The Proposed Regulations
Determining the Medical Loss Ratio
The proposed regulations released on May 10 note that commenters have argued that the medical loss ratio computation under section 833(c)(5) of the IRC should be the same as the medical loss ratio computation under section 2718(b) of the PHSA. The Treasury Department and IRS agreed, providing in the regulations that "the meaning of terms and the methodology used in the MLR computation under section 833(c)(5) should be consistent with the definition of those same terms and the methodology under section 2718 of the PHSA."
The regulations further provide that the meaning of "reimbursement for clinical services provided to enrollees" found in IRC section 833(c)(5) should have the same as the meaning of that phrase for section 2718 of the PHSA and the regulations issued under that section. This means that amounts expended for clinical services provided to enrollees are to be included in the medical loss ratio numerator. However, the Treasury Department and IRS declined to adopt another suggestion from commenters that the medical loss ratio numerator include amounts expended for "activities that improve health care quality" as reported under section 2718 of the PHSA.
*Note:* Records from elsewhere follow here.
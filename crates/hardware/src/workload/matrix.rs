//! Matrices, their memory placement, and the traced transpose workspace.
//!
//! Every element a transpose strategy reads from A or B, or writes to B, is
//! recorded as a load or store at the element's simulated address. The
//! resulting trace is what the cache simulator scores.

use crate::common::WorkloadError;
use crate::common::constants::{ELEMENT_BYTES, MATRIX_A_BASE, MAX_MATRIX_DIM};
use crate::common::Operation;
use crate::trace::DataRecord;

/// Dense row-major matrix of `i32`.
#[derive(Clone, Debug, PartialEq, Eq)]
pub struct Matrix {
    rows: usize,
    cols: usize,
    data: Vec<i32>,
}

impl Matrix {
    /// Creates a `rows x cols` matrix of zeros.
    pub fn zeros(rows: usize, cols: usize) -> Self {
        Self {
            rows,
            cols,
            data: vec![0; rows * cols],
        }
    }

    /// Creates a `rows x cols` matrix whose elements are `1, 2, 3, ...` in
    /// row-major order, so no two elements are equal and none is zero.
    pub fn sequential(rows: usize, cols: usize) -> Self {
        Self {
            rows,
            cols,
            data: (1..=rows * cols).map(|v| v as i32).collect(),
        }
    }

    /// Number of rows.
    pub const fn rows(&self) -> usize {
        self.rows
    }

    /// Number of columns.
    pub const fn cols(&self) -> usize {
        self.cols
    }

    /// Element at row `i`, column `j`.
    ///
    /// # Panics
    ///
    /// Panics if the position is out of bounds.
    pub fn get(&self, i: usize, j: usize) -> i32 {
        assert!(i < self.rows && j < self.cols, "index ({i}, {j}) out of bounds");
        self.data[i * self.cols + j]
    }

    /// Overwrites the element at row `i`, column `j`.
    ///
    /// # Panics
    ///
    /// Panics if the position is out of bounds.
    pub fn set(&mut self, i: usize, j: usize, value: i32) {
        assert!(i < self.rows && j < self.cols, "index ({i}, {j}) out of bounds");
        self.data[i * self.cols + j] = value;
    }
}

/// Returns true if `b` is the transpose of `a`.
pub fn is_transpose(a: &Matrix, b: &Matrix) -> bool {
    a.rows == b.cols
        && a.cols == b.rows
        && (0..a.rows).all(|i| (0..a.cols).all(|j| a.get(i, j) == b.get(j, i)))
}

/// Simulated base addresses of the source and destination matrices.
///
/// The default places B directly after a `256 x 256` A, as the lab driver's
/// static arrays are laid out. Both bases are then congruent modulo any
/// power-of-two cache size up to 256 KiB, so `A[i][j]` and `B[i][j]` compete
/// for the same set.
#[derive(Clone, Copy, Debug, PartialEq, Eq)]
pub struct MatrixLayout {
    /// Address of `A[0][0]`.
    pub a_base: u64,
    /// Address of `B[0][0]`.
    pub b_base: u64,
}

impl Default for MatrixLayout {
    fn default() -> Self {
        let span = (MAX_MATRIX_DIM * MAX_MATRIX_DIM) as u64 * ELEMENT_BYTES;
        Self {
            a_base: MATRIX_A_BASE,
            b_base: MATRIX_A_BASE + span,
        }
    }
}

/// Source matrix A, destination matrix B, and the trace of every element access.
///
/// A is `rows x cols`; B is `cols x rows`. Strategies may only touch the
/// matrices through the traced accessors.
#[derive(Debug)]
pub struct Workspace {
    a: Matrix,
    b: Matrix,
    layout: MatrixLayout,
    trace: Vec<DataRecord>,
}

impl Workspace {
    /// Creates a workspace with a sequential A and a zeroed B.
    ///
    /// # Errors
    ///
    /// Returns [`WorkloadError::UnsupportedDimensions`] if either dimension
    /// is zero or larger than 256.
    pub fn new(rows: usize, cols: usize, layout: MatrixLayout) -> Result<Self, WorkloadError> {
        let valid = 1..=MAX_MATRIX_DIM;
        if !valid.contains(&rows) || !valid.contains(&cols) {
            return Err(WorkloadError::UnsupportedDimensions {
                rows,
                cols,
                max: MAX_MATRIX_DIM,
            });
        }
        Ok(Self {
            a: Matrix::sequential(rows, cols),
            b: Matrix::zeros(cols, rows),
            layout,
            trace: Vec::with_capacity(rows * cols * 2),
        })
    }

    /// Rows of A (columns of B).
    pub const fn rows(&self) -> usize {
        self.a.rows
    }

    /// Columns of A (rows of B).
    pub const fn cols(&self) -> usize {
        self.a.cols
    }

    /// The source matrix.
    pub const fn a(&self) -> &Matrix {
        &self.a
    }

    /// The destination matrix.
    pub const fn b(&self) -> &Matrix {
        &self.b
    }

    /// The recorded element accesses, in program order.
    pub fn trace(&self) -> &[DataRecord] {
        &self.trace
    }

    /// Consumes the workspace, returning the recorded accesses.
    pub fn into_trace(self) -> Vec<DataRecord> {
        self.trace
    }

    /// Simulated address of `A[i][j]`.
    pub const fn addr_a(&self, i: usize, j: usize) -> u64 {
        self.layout.a_base + ((i * self.a.cols + j) as u64) * ELEMENT_BYTES
    }

    /// Simulated address of `B[i][j]`.
    pub const fn addr_b(&self, i: usize, j: usize) -> u64 {
        self.layout.b_base + ((i * self.b.cols + j) as u64) * ELEMENT_BYTES
    }

    fn record(&mut self, op: Operation, address: u64) {
        self.trace
            .push(DataRecord::new(op, address, ELEMENT_BYTES as u32));
    }

    /// Reads `A[i][j]`, recording a load.
    pub fn load_a(&mut self, i: usize, j: usize) -> i32 {
        let address = self.addr_a(i, j);
        self.record(Operation::Load, address);
        self.a.get(i, j)
    }

    /// Reads `B[i][j]`, recording a load.
    pub fn load_b(&mut self, i: usize, j: usize) -> i32 {
        let address = self.addr_b(i, j);
        self.record(Operation::Load, address);
        self.b.get(i, j)
    }

    /// Writes `B[i][j]`, recording a store.
    pub fn store_b(&mut self, i: usize, j: usize, value: i32) {
        let address = self.addr_b(i, j);
        self.record(Operation::Store, address);
        self.b.set(i, j, value);
    }

    /// Whether B currently holds the transpose of A.
    pub fn is_transposed(&self) -> bool {
        is_transpose(&self.a, &self.b)
    }
}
The regulations also provide that the term "total premium revenue" in the medical loss ratio denominator under IRC section 833(c)(5) should have the same exclusions as provided under section 2718(b) of the PHSA. Finally, in terms of the applicable time period used to compute the medical loss ratio, the regulations provide that the medical loss ratio for a taxable year under IRC section 833(c)(5) should be computed using the same three-year period used under section 2718(b) of the PHSA.
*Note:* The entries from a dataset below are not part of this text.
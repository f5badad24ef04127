//! Streaming trace reader.
//!
//! Reads a trace one line at a time and yields only data records. Instruction
//! and blank lines are consumed silently; a malformed data line is reported
//! with its one-based line number.

use std::io::BufRead;

use super::record::{self, DataRecord, TraceRecord};
use crate::common::TraceError;

/// Iterator over the data records of a trace.
///
/// Yields `Err` at most once; after an error the iterator is exhausted.
#[derive(Debug)]
pub struct TraceReader<R> {
    source: R,
    buffer: String,
    line: usize,
    instructions: u64,
    done: bool,
}

impl<R: BufRead> TraceReader<R> {
    /// Wraps a buffered trace source.
    pub const fn new(source: R) -> Self {
        Self {
            source,
            buffer: String::new(),
            line: 0,
            instructions: 0,
            done: false,
        }
    }

    /// Number of lines consumed so far.
    pub const fn lines_read(&self) -> usize {
        self.line
    }

    /// Number of instruction records skipped so far.
    pub const fn instructions_skipped(&self) -> u64 {
        self.instructions
    }

    fn read_record(&mut self) -> Result<Option<DataRecord>, TraceError> {
        loop {
            self.buffer.clear();
            if self.source.read_line(&mut self.buffer)? == 0 {
                return Ok(None);
            }
            self.line += 1;

            match record::parse_line(&self.buffer) {
                Ok(Some(TraceRecord::Data(rec))) => return Ok(Some(rec)),
                Ok(Some(TraceRecord::Instruction)) => self.instructions += 1,
                Ok(None) => {}
                Err(source) => {
                    return Err(TraceError::Malformed {
                        line: self.line,
                        text: self.buffer.trim_end_matches(['\r', '\n']).to_string(),
                        source,
                    });
                }
            }
        }
    }
}

impl<R: BufRead> Iterator for TraceReader<R> {
    type Item = Result<DataRecord, TraceError>;

    fn next(&mut self) -> Option<Self::Item> {
        if self.done {
            return None;
        }
        match self.read_record() {
            Ok(Some(rec)) => Some(Ok(rec)),
            Ok(None) => {
                self.done = true;
                None
            }
            Err(e) => {
                self.done = true;
                Some(Err(e))
            }
        }
    }
}

impl<R: BufRead> std::iter::FusedIterator for TraceReader<R> {}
Consequences of Insufficient Medical Loss Ratio
The issue of what consequences an organization will face from having an insufficient medical loss ratio are also addressed in these regulations. Commenters requested that consequences be limited so that an organization having an insufficient medical loss ratio under IRC section 833(c)(5) would not lose its status as an insurance company under IRC section 833(a)(1), but rather should only suffer the loss of eligibility for the special deduction in IRC section 833(b) and the less favorable computation of unearned premium reserves based on 80 percent - not 100 percent of unearned premiums under IRC section 832(b)(4).
The Treasury Department and IRS did not adopt this recommendation, determining instead that the failure to comply with the medical loss ratio requirements should result in the loss of all, not some, of the benefits associated with treatment under IRC section 833. The determination of whether an organization's medical loss ratio is sufficient is made annually. Therefore, each year brings another opportunity to lose IRC section protection.
These regulations continue to establish the framework in which the PPACA will be administered. Comments are due 90 days after the official publication date. If you have any questions about the regulations, or the implementation of the PPACA more generally, please contact Gary J. McRay by using the form below.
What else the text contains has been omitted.